— HOW TO COMPLETE THIS TASK —
Send back the records in full, character for character.

··· DATA TO EXAMINE ···

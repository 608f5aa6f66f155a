use std::process::Command;

fn demo() -> Command {
    Command::new(env!("CARGO_BIN_EXE_argmap-cli"))
}

#[test]
fn greets_with_attached_name() {
    let out = demo()
        .args(["greet", "Ada"])
        .output()
        .expect("failed to run argmap-cli greet");
    assert!(
        out.status.success(),
        "greet failed:\nstatus: {}\nstderr:\n{}",
        out.status,
        String::from_utf8_lossy(&out.stderr),
    );
    let stdout = String::from_utf8_lossy(&out.stdout);
    assert!(
        stdout.contains("Hello, Ada!"),
        "unexpected greet output:\n{stdout}"
    );
}

#[test]
fn greets_via_name_option() {
    let out = demo()
        .args(["greet", "--name", "World"])
        .output()
        .expect("failed to run argmap-cli greet --name");
    assert!(out.status.success());
    let stdout = String::from_utf8_lossy(&out.stdout);
    assert!(
        stdout.contains("Hello, World!"),
        "unexpected greet output:\n{stdout}"
    );
}

#[test]
fn clustered_flags_compose() {
    let out = demo()
        .args(["greet", "Ada", "-lc", "2"])
        .output()
        .expect("failed to run argmap-cli with clustered flags");
    assert!(out.status.success());
    let stdout = String::from_utf8_lossy(&out.stdout);
    assert_eq!(
        stdout.matches("HELLO, ADA!").count(),
        2,
        "unexpected clustered-flag output:\n{stdout}"
    );
}

#[test]
fn command_alias_reaches_the_same_handler() {
    let out = demo()
        .args(["hi", "Grace"])
        .output()
        .expect("failed to run argmap-cli hi");
    assert!(out.status.success());
    let stdout = String::from_utf8_lossy(&out.stdout);
    assert!(
        stdout.contains("Hello, Grace!"),
        "unexpected alias output:\n{stdout}"
    );
}

#[test]
fn unrecognized_option_exits_with_one() {
    let out = demo()
        .arg("--wat")
        .output()
        .expect("failed to run argmap-cli --wat");
    assert_eq!(out.status.code(), Some(1));
    let stdout = String::from_utf8_lossy(&out.stdout);
    assert!(
        stdout.contains("Unrecognized option \"--wat\""),
        "missing diagnostic:\n{stdout}"
    );
}

#[test]
fn unrecognized_command_exits_with_one() {
    let out = demo()
        .arg("wat")
        .output()
        .expect("failed to run argmap-cli wat");
    assert_eq!(out.status.code(), Some(1));
    let stdout = String::from_utf8_lossy(&out.stdout);
    assert!(
        stdout.contains("Unrecognized command \"wat\""),
        "missing diagnostic:\n{stdout}"
    );
}

#[test]
fn help_flag_lists_registrations() {
    let out = demo()
        .arg("--help")
        .output()
        .expect("failed to run argmap-cli --help");
    assert!(out.status.success());
    let stdout = String::from_utf8_lossy(&out.stdout);
    assert!(
        stdout.contains("[greet, hi]") && stdout.contains("[-h, --help]"),
        "unexpected help output:\n{stdout}"
    );
}

#[test]
fn no_arguments_exits_with_two() {
    let out = demo().output().expect("failed to run argmap-cli");
    assert_eq!(out.status.code(), Some(2));
    let stderr = String::from_utf8_lossy(&out.stderr);
    assert!(
        stderr.contains("nothing to do"),
        "missing hint:\n{stderr}"
    );
}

···

— SOLUTION —
repository 608f5aa6f66f155a
use std::process::Command;

fn demo() -> Command {
    Command::new(env!("CARGO_BIN_EXE_argmap-cli"))
}

#[test]
fn greets_with_attached_name() {
    let out = demo()
        .args(["greet", "Ada"])
        .output()
        .expect("failed to run argmap-cli greet");
    assert!(
        out.status.success(),
        "greet failed:\nstatus: {}\nstderr:\n{}",
        out.status,
        String::from_utf8_lossy(&out.stderr),
    );
    let stdout = String::from_utf8_lossy(&out.stdout);
    assert!(
        stdout.contains("Hello, Ada!"),
        "unexpected greet output:\n{stdout}"
    );
}

#[test]
fn greets_via_name_option() {
    let out = demo()
        .args(["greet", "--name", "World"])
        .output()
        .expect("failed to run argmap-cli greet --name");
    assert!(out.status.success());
    let stdout = String::from_utf8_lossy(&out.stdout);
    assert!(
        stdout.contains("Hello, World!"),
        "unexpected greet output:\n{stdout}"
    );
}

#[test]
fn clustered_flags_compose() {
    let out = demo()
        .args(["greet", "Ada", "-lc", "2"])
        .output()
        .expect("failed to run argmap-cli with clustered flags");
    assert!(out.status.success());
    let stdout = String::from_utf8_lossy(&out.stdout);
    assert_eq!(
        stdout.matches("HELLO, ADA!").count(),
        2,
        "unexpected clustered-flag output:\n{stdout}"
    );
}

#[test]
fn command_alias_reaches_the_same_handler() {
    let out = demo()
        .args(["hi", "Grace"])
        .output()
        .expect("failed to run argmap-cli hi");
    assert!(out.status.success());
    let stdout = String::from_utf8_lossy(&out.stdout);
    assert!(
        stdout.contains("Hello, Grace!"),
        "unexpected alias output:\n{stdout}"
    );
}

#[test]
fn unrecognized_option_exits_with_one() {
    let out = demo()
        .arg("--wat")
        .output()
        .expect("failed to run argmap-cli --wat");
    assert_eq!(out.status.code(), Some(1));
    let stdout = String::from_utf8_lossy(&out.stdout);
    assert!(
        stdout.contains("Unrecognized option \"--wat\""),
        "missing diagnostic:\n{stdout}"
    );
}

#[test]
fn unrecognized_command_exits_with_one() {
    let out = demo()
        .arg("wat")
        .output()
        .expect("failed to run argmap-cli wat");
    assert_eq!(out.status.code(), Some(1));
    let stdout = String::from_utf8_lossy(&out.stdout);
    assert!(
        stdout.contains("Unrecognized command \"wat\""),
        "missing diagnostic:\n{stdout}"
    );
}

#[test]
fn help_flag_lists_registrations() {
    let out = demo()
        .arg("--help")
        .output()
        .expect("failed to run argmap-cli --help");
    assert!(out.status.success());
    let stdout = String::from_utf8_lossy(&out.stdout);
    assert!(
        stdout.contains("[greet, hi]") && stdout.contains("[-h, --help]"),
        "unexpected help output:\n{stdout}"
    );
}

#[test]
fn no_arguments_exits_with_two() {
    let out = demo().output().expect("failed to run argmap-cli");
    assert_eq!(out.status.code(), Some(2));
    let stderr = String::from_utf8_lossy(&out.stderr);
    assert!(
        stderr.contains("nothing to do"),
        "missing hint:\n{stderr}"
    );
}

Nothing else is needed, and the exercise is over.